Forest and sun play a central role in Ernst's representation, which was combined between 1925 and 1928 in three decisive years of experimentation. During this time Ernst developed a raster method (scraping), in which the shapes of objects that are under the canvas become visible and are cleaned with a spatula on a coloured surface. With the help of a collage (insert) and a pop-up window (rubbing), Ernst unexpectedly and poetically connected the elements of the outside world, which led to surreal "landscapes of the mind". This painting is one of the first series by Ernst dedicated to painting in the forest and the sun. Its sun shape, which dominates the flora, is often associated with romance.

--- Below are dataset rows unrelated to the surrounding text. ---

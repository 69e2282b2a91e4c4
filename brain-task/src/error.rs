//! Task manager error taxonomy.

use thiserror::Error;

/// Errors from ephemeral task dispatch and lifecycle management.
#[non_exhaustive]
#[derive(Debug, Error)]
pub enum TaskError {
    /// The relational store failed.
    #[error("store error: {0}")]
    Store(#[from] brain_store::StoreError),

    /// The bus failed to publish or deliver a message.
    #[error("bus error: {0}")]
    Bus(#[from] brain_bus::BusError),

    /// The Kubernetes API server rejected or failed a request.
    #[error("kubernetes error: {0}")]
    Kube(#[from] kube::Error),

    /// Failed to serialize a mount grant list to JSON.
    #[error("json error: {0}")]
    Json(#[from] serde_json::Error),

    /// A requested mount path isn't covered by the allowlist. An empty
    /// allowlist denies every mount.
    #[error("mount path {0} is not in the allowlist")]
    MountDenied(String),

    /// `cancel` (or a result lookup) referenced a task that doesn't exist.
    #[error("unknown task: {0}")]
    NotFound(String),
}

In his many childhood memories, Max Ernst often spoke of his fear and passion for the forest that surrounds his home. He wrote about the feeling of "joy and oppression" and what the romantics called "feelings for nature". With these terms, Ernst continued the romantic landscape tradition of romanticism, which was an invisible kingdom in nature. This mysterious and dark forest scene dates from among the most inspired periods in Ernst's profession.

Inspired by the proclamation of the surrealist leader Breton Andre about "pure psychic automatism" as an inventive ideal, he created an innovative hacking technique named after the method - a relief pattern (for instance the surface of a section of wood) on paper or oil painting. In Forest and Sun, Ernst made use of this method to create a scared stiff forest that was filled with a sense of primitiveness in the future. The artist scraped almost dry paint on the oil painting (he called this process grattage) and created a rotating sun in the middle of the composition. He wrote six dissimilarities on the topic of forest and sun. As with the other five paintings, tree trunks offer a letter on behalf of the artist: in this instance, the capital letter M.